There are a few things you can do to help with hot flashes. Several medications have been shown to help with symptoms, including clonidine (a blood pressure medication), low doses of certain antidepressants (such as venlafaxine and fluoxetine), and gabapentin. Talk to your healthcare team about these prescription products to determine if they are right for you.

Non-medical recommendations include:

  • Keep well-hydrated with eight glasses of water daily.
  • Drink ice water or apply an ice pack at the onset of a hot flash.
  • Wear cotton or lightweight, breathable fabrics and dress in layers so you can adjust as needed.
  • Exercise on a regular basis.
  • Try practicing meditation or relaxation exercises to manage stress, which can be a trigger.
  • Avoid triggers such as warm rooms, spicy foods, caffeinated beverages, and alcohol.

Weakening of the Bones (Osteoporosis)

Men who take hormone therapy for extended periods of time are at risk for bone thinning (osteoporosis). You may be advised to take calcium and vitamin D supplements to help prevent bone loss. Weight-bearing exercise and a healthy diet rich in calcium and vitamin D can also help protect your bone health. You may have a bone density scan (DEXA scan) to assess your bone health. If your physician determines that you are at high risk of developing osteoporosis, they may recommend additional treatment with a type of medication called a bisphosphonate to help strengthen the bones.

Impotence and Loss of Sex Drive (Libido)

These side effects typically go away once the medication is stopped. You may notice a lack of ability to have and maintain an erection, loss of sex drive, or a decrease in the size of the testicles. Talk to your healthcare team about options to treat these symptoms.

Breast Tenderness or Increase in Breast Tissue

An increase in breast tissue (gynecomastia) or breast tenderness may develop. Your healthcare team can suggest medications to relieve the tenderness. In rare cases, radiation can be given to relieve the tenderness.
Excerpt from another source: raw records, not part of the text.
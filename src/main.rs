//! sitemap-urls is a CLI tool that extracts the page URLs listed by a sitemap.xml
//! and exports them as CSV or as a fresh sitemap XML file.
//!
//! The tool has four commands:
//! 1. `extract` - Loads a sitemap and writes its URLs, one per line
//! 2. `export` - Turns a URL list (edited or not) into `sitemap-urls.csv` or `sitemap.xml`
//! 3. `copy` - Copies a URL list to the clipboard as it is
//! 4. `run` - Extracts and exports in one go

use std::fs;
use std::io::{self, Read};
use std::path::{Path, PathBuf};

use anyhow::{Context, Result};
use clap::{Parser, Subcommand};
use env_logger::Builder;
use log::{LevelFilter, info, warn};

use sitemap_urls::{
    ExportFormat, ExtractionError, Session, Transport, UrlBuffer, clipboard::SystemClipboard,
    clipboard::copy_buffer, config::ExtractorConfig, export::render,
};

/// A CLI tool to extract page URLs from sitemap.xml
#[derive(Parser)]
#[command(author, version, about, long_about = None)]
struct Cli {
    /// The command to execute
    #[command(subcommand)]
    command: Command,

    #[arg(long, short, action = clap::ArgAction::Count, help = "Output v(v...)erbosity: error (0), warn (1), info (2), debug (3), trace (4)", global = true, default_value_t = 2)]
    verbose: u8,
}

#[derive(Subcommand)]
enum Command {
    /// Load a sitemap and write the URLs it lists, one per line
    Extract {
        /// The sitemap URL to load
        url: String,
        /// How to reach the sitemap: "direct", "relay" or "service"
        #[arg(long, short)]
        transport: Option<Transport>,
        /// Relay or extraction service endpoint
        #[arg(long, short)]
        endpoint: Option<String>,
        /// File to write the URL list to (default: stdout)
        #[arg(long, short)]
        output: Option<PathBuf>,
    },
    /// Export a URL list as CSV or sitemap XML
    Export {
        /// Export format: "csv" or "xml"
        format: ExportFormat,
        /// File holding the URL list, one per line (default: stdin)
        #[arg(long, short)]
        input: Option<PathBuf>,
        /// Directory to save the export to under its default name
        #[arg(long, short, default_value = ".")]
        dir: PathBuf,
        /// Explicit path of the exported file, overrides --dir
        #[arg(long, short)]
        output: Option<PathBuf>,
    },
    /// Copy a URL list to the clipboard as it is
    Copy {
        /// File holding the URL list (default: stdin)
        #[arg(long, short)]
        input: Option<PathBuf>,
    },
    /// Load a sitemap and export its URLs straight away
    Run {
        /// The sitemap URL to load
        url: String,
        /// Export format: "csv" (default) or "xml"
        #[arg(long, short, default_value = "csv")]
        format: ExportFormat,
        /// How to reach the sitemap: "direct", "relay" or "service"
        #[arg(long, short)]
        transport: Option<Transport>,
        /// Relay or extraction service endpoint
        #[arg(long, short)]
        endpoint: Option<String>,
        /// Directory to save the export to
        #[arg(long, short, default_value = ".")]
        dir: PathBuf,
    },
}

#[tokio::main]
async fn main() -> Result<()> {
    let cli = Cli::parse();

    Builder::new()
        .filter_level(match cli.verbose {
            0 => LevelFilter::Error,
            1 => LevelFilter::Warn,
            2 => LevelFilter::Info,
            3 => LevelFilter::Debug,
            _ => LevelFilter::Trace,
        })
        .init();

    match cli.command {
        Command::Extract {
            url,
            transport,
            endpoint,
            output,
        } => handle_extract_command(url, transport, endpoint, output).await,
        Command::Export {
            format,
            input,
            dir,
            output,
        } => handle_export_command(format, input, &dir, output),
        Command::Copy { input } => {
            let buffer = read_buffer(input.as_deref())?;
            copy_buffer(&buffer, &mut SystemClipboard)?;
            Ok(())
        }
        Command::Run {
            url,
            format,
            transport,
            endpoint,
            dir,
        } => handle_run_command(url, format, transport, endpoint, &dir).await,
    }
}

/// Loads the sitemap into a fresh session. An empty sitemap is reported and
/// yields `None` rather than an error.
async fn load_session(
    url: String,
    transport: Option<Transport>,
    endpoint: Option<String>,
) -> Result<Option<Session>> {
    let extractor = ExtractorConfig::from_env()?
        .with_overrides(transport, endpoint)
        .build()?;

    let mut session = Session::new();
    session.set_source(url);

    match session.load(&extractor).await {
        Ok(_) => Ok(Some(session)),
        Err(ExtractionError::EmptyResult) => {
            warn!("{}", ExtractionError::EmptyResult);
            Ok(None)
        }
        Err(error) => Err(error.into()),
    }
}

async fn handle_extract_command(
    url: String,
    transport: Option<Transport>,
    endpoint: Option<String>,
    output: Option<PathBuf>,
) -> Result<()> {
    let Some(session) = load_session(url, transport, endpoint).await? else {
        return Ok(());
    };

    match output {
        Some(path) => {
            fs::write(&path, format!("{}\n", session.buffer()))
                .context(format!("Failed to write {}", path.display()))?;
            info!("URL list written to {}", path.display());
        }
        None => println!("{}", session.buffer()),
    }

    Ok(())
}

fn handle_export_command(
    format: ExportFormat,
    input: Option<PathBuf>,
    dir: &Path,
    output: Option<PathBuf>,
) -> Result<()> {
    let buffer = read_buffer(input.as_deref())?;
    let download = render(format, &buffer, chrono::Local::now().date_naive())?;

    match output {
        Some(path) => download.save_as(&path)?,
        None => {
            download.save(dir)?;
        }
    }

    Ok(())
}

async fn handle_run_command(
    url: String,
    format: ExportFormat,
    transport: Option<Transport>,
    endpoint: Option<String>,
    dir: &Path,
) -> Result<()> {
    let Some(session) = load_session(url, transport, endpoint).await? else {
        return Ok(());
    };

    render(format, session.buffer(), chrono::Local::now().date_naive())?.save(dir)?;
    Ok(())
}

/// Reads the URL list from a file, or from stdin when no file is given.
fn read_buffer(input: Option<&Path>) -> Result<UrlBuffer> {
    let text = match input {
        Some(path) => fs::read_to_string(path)
            .context(format!("Failed to read URL list: {}", path.display()))?,
        None => {
            let mut text = String::new();
            io::stdin()
                .read_to_string(&mut text)
                .context("Failed to read URL list from stdin")?;
            text
        }
    };

    Ok(UrlBuffer::new(text))
}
Fatigue is very common during cancer treatment and is an overwhelming feeling of exhaustion that is not usually relieved by rest. While on cancer treatment, and for a period after, you may need to adjust your schedule to manage fatigue. Plan times to rest during the day and conserve energy for more important activities. Exercise can help combat fatigue; a simple daily walk with a friend can help. Talk to your healthcare team for helpful tips on dealing with this side effect.

Less common, but important side effects can include:

  • Metabolic Syndrome: This medication can lead to metabolic changes, such as high blood sugar, diabetes, and high lipids (hyperlipidemia). Triptorelin can also cause non-alcoholic fatty liver disease, including cirrhosis.
  • Heart Problems, Heart Attack, and Stroke: Triptorelin can increase the risk of stroke and heart attack. If you experience symptoms of these problems, you should contact your healthcare provider immediately or go to an emergency room. Symptoms can include swelling, redness or pain in an extremity, chest pain or pressure, pain in your arm, back, neck, or jaw, shortness of breath, numbness or weakness on one side of the body, trouble talking, confusion, or mental status changes. This medication can cause an abnormal heart rhythm called QT prolongation. Notify your healthcare provider if you feel abnormal heartbeats or if you feel dizzy or faint.
  • Allergic Reactions: There have been rare reports of serious allergic reactions. Signs of an allergic reaction including chest pain, rash, flushing, itching, shortness of breath, fever, and chills should be reported to your provider immediately. Patients with an allergy to other LHRH agonists should not use triptorelin.

Reproductive Concerns

Exposure of an unborn child to this medication could cause birth defects, so you should not father a child while on this medication. Effective birth control is necessary during treatment. Even if you believe you are not producing sperm, you could still be fertile.